The Chief Executive Officer of the HSA, Dr Sharon McGuinness talked about the threat posed by vehicles in the Irish workplace particularly incidents involving tractors which claimed six lives in 2018.
“Whether it’s a farmer driving a tractor in a yard, or a truck driver delivering a load, across all sectors, incidents involving vehicles accounted for almost half — or 44pc — of all deaths last year.
“The worrying trend is continuing with six deaths provisionally recorded so far this year in the transportation sector.”
The majority of vehicle-related workplace incidents reported in 2018 involved tractors, claiming six lives. Cars, refuse trucks and forklifts were also involved in fatal workplace incidents.
With regard to the dangers of all moving vehicles in the workplace, Dr Sharon McGuinness said:
“The number of people being killed in circumstances that could have been prevented is nothing short of a human tragedy.”
“Drivers at work often forget about the same hazards that they look out for when driving on the road, like properly maintaining their vehicles, and paying attention to pedestrians when reversing,
“Those checks could help prevent a fatal catastrophe to themselves or a work colleague.”

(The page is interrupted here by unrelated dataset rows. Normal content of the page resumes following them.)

//! Telegram Bot API HTTP client.

use std::sync::atomic::{AtomicBool, Ordering};
use std::sync::Arc;
use std::time::Duration;

use reqwest::Client;
use serde::de::DeserializeOwned;
use serde::{Deserialize, Serialize};
use tracing::{debug, info};

use crate::config::BotConfig;
use crate::error::BotApiError;
use crate::types::{
    AnswerCallbackQueryParams, EditMessageTextParams, Message, SendLocationParams,
    SendMessageParams, Update, User,
};

/// Default timeout for plain API requests.
const REQUEST_TIMEOUT: Duration = Duration::from_secs(30);

/// Extra headroom added to a long poll's own timeout. The HTTP request
/// must outlive the server-side wait or every empty poll reports an
/// error.
const LONG_POLL_HEADROOM: Duration = Duration::from_secs(10);

/// Response envelope returned by every Bot API method.
#[derive(Debug, Deserialize)]
struct ApiResponse<T> {
    ok: bool,
    result: Option<T>,
    error_code: Option<i32>,
    description: Option<String>,
}

/// Parameters for the `getUpdates` method.
#[derive(Debug, Serialize)]
struct GetUpdatesParams {
    offset: i64,
    timeout: u64,
}

/// Parameters for the `deleteWebhook` method.
#[derive(Debug, Serialize)]
struct DeleteWebhookParams {
    drop_pending_updates: bool,
}

/// Client for communicating with the Telegram Bot API.
#[derive(Clone)]
pub struct BotClient {
    http: Client,
    config: BotConfig,
    connected: Arc<AtomicBool>,
}

impl BotClient {
    /// Connect to the Bot API and verify the token.
    pub async fn connect(config: BotConfig) -> Result<Self, BotApiError> {
        let http = Client::builder()
            .timeout(REQUEST_TIMEOUT)
            .build()
            .map_err(BotApiError::Http)?;

        let client = Self {
            http,
            config,
            connected: Arc::new(AtomicBool::new(false)),
        };

        let me = client.get_me().await?;
        client.connected.store(true, Ordering::SeqCst);
        info!(
            "Connected to Telegram Bot API as @{}",
            me.username.as_deref().unwrap_or("<unnamed>")
        );

        Ok(client)
    }

    /// Check if the last token verification succeeded.
    pub fn is_connected(&self) -> bool {
        self.connected.load(Ordering::SeqCst)
    }

    /// Get the bot's own account.
    pub async fn get_me(&self) -> Result<User, BotApiError> {
        self.call("getMe", &serde_json::json!({})).await
    }

    /// Send a message.
    pub async fn send_message(&self, params: SendMessageParams) -> Result<Message, BotApiError> {
        self.call("sendMessage", &params).await
    }

    /// Send a plain text message to a chat.
    pub async fn send_text(&self, chat_id: i64, text: &str) -> Result<Message, BotApiError> {
        self.send_message(SendMessageParams::text(chat_id, text)).await
    }

    /// Edit the text and keyboard of a previously sent message.
    pub async fn edit_message_text(
        &self,
        params: EditMessageTextParams,
    ) -> Result<(), BotApiError> {
        // The API returns the edited Message; nothing downstream needs it.
        let _: serde_json::Value = self.call("editMessageText", &params).await?;
        Ok(())
    }

    /// Acknowledge a callback query, optionally with a notification.
    pub async fn answer_callback_query(
        &self,
        params: AnswerCallbackQueryParams,
    ) -> Result<(), BotApiError> {
        let _: bool = self.call("answerCallbackQuery", &params).await?;
        Ok(())
    }

    /// Send a location marker to a chat.
    pub async fn send_location(
        &self,
        chat_id: i64,
        latitude: f64,
        longitude: f64,
    ) -> Result<Message, BotApiError> {
        let params = SendLocationParams {
            chat_id,
            latitude,
            longitude,
        };
        self.call("sendLocation", &params).await
    }

    /// Long-poll for updates starting at `offset`.
    ///
    /// Blocks for up to `timeout_secs` on the server side; returns an
    /// empty batch when the wait expires without traffic.
    pub async fn get_updates(
        &self,
        offset: i64,
        timeout_secs: u64,
    ) -> Result<Vec<Update>, BotApiError> {
        let params = GetUpdatesParams {
            offset,
            timeout: timeout_secs,
        };
        let timeout = Duration::from_secs(timeout_secs) + LONG_POLL_HEADROOM;
        self.call_with_timeout("getUpdates", &params, timeout).await
    }

    /// Remove an installed webhook so long polling can take over.
    pub async fn delete_webhook(&self, drop_pending_updates: bool) -> Result<bool, BotApiError> {
        let params = DeleteWebhookParams {
            drop_pending_updates,
        };
        self.call("deleteWebhook", &params).await
    }

    /// Get the configuration.
    pub fn config(&self) -> &BotConfig {
        &self.config
    }

    /// Make a Bot API call with the default request timeout.
    async fn call<P: Serialize, R: DeserializeOwned>(
        &self,
        method: &str,
        params: &P,
    ) -> Result<R, BotApiError> {
        self.call_with_timeout(method, params, REQUEST_TIMEOUT).await
    }

    /// Make a Bot API call with an explicit request timeout.
    async fn call_with_timeout<P: Serialize, R: DeserializeOwned>(
        &self,
        method: &str,
        params: &P,
        timeout: Duration,
    ) -> Result<R, BotApiError> {
        let url = self.config.method_url(method);
        debug!("Bot API call: {}", method);

        let response = self
            .http
            .post(&url)
            .timeout(timeout)
            .json(params)
            .send()
            .await
            .map_err(BotApiError::Http)?;

        let status = response.status();
        let body = response.text().await.map_err(BotApiError::Http)?;

        // The API reports failures inside the JSON envelope, even on
        // non-2xx statuses.
        let envelope: ApiResponse<R> = match serde_json::from_str(&body) {
            Ok(envelope) => envelope,
            Err(e) => {
                if status.is_success() {
                    return Err(BotApiError::Json(e));
                }
                return Err(BotApiError::Connection(format!("HTTP {}: {}", status, body)));
            }
        };

        if !envelope.ok {
            return Err(BotApiError::Api {
                code: envelope.error_code.unwrap_or(-1),
                description: envelope
                    .description
                    .unwrap_or_else(|| "no description".to_string()),
            });
        }

        envelope.result.ok_or_else(|| BotApiError::Api {
            code: -1,
            description: "No result in response".to_string(),
        })
    }
}

impl std::fmt::Debug for BotClient {
    fn fmt(&self, f: &mut std::fmt::Formatter<'_>) -> std::fmt::Result {
        f.debug_struct("BotClient")
            .field("config", &self.config)
            .field("connected", &self.is_connected())
            .finish()
    }
}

One farmer told MyVehicle.ie anecdotally that from his perspective, the main cause of farm machine-related deaths was due to extremely long working days (15+ hours) leading to stress and exhaustion which contributes to accidents. He also mentioned that these accidents are not due to any kind of negligence but mostly tiredness from necessary tasks.
If the farmer knows, he or she has to get back home before 9 pm before their child goes to sleep, they are going to rush and this is when an accident can occur. It is a very sad situation but there can be multiple contributing factors to farm-related accidents.
The HSA’s annual report for 2018 showed also that in 2018 there were 15 prosecutions relating to work-place fatalities, resulting in total fines of €705,972. The HSA issued 452 improvement notices, 523 prohibition notices and 35 on-the-spot fines.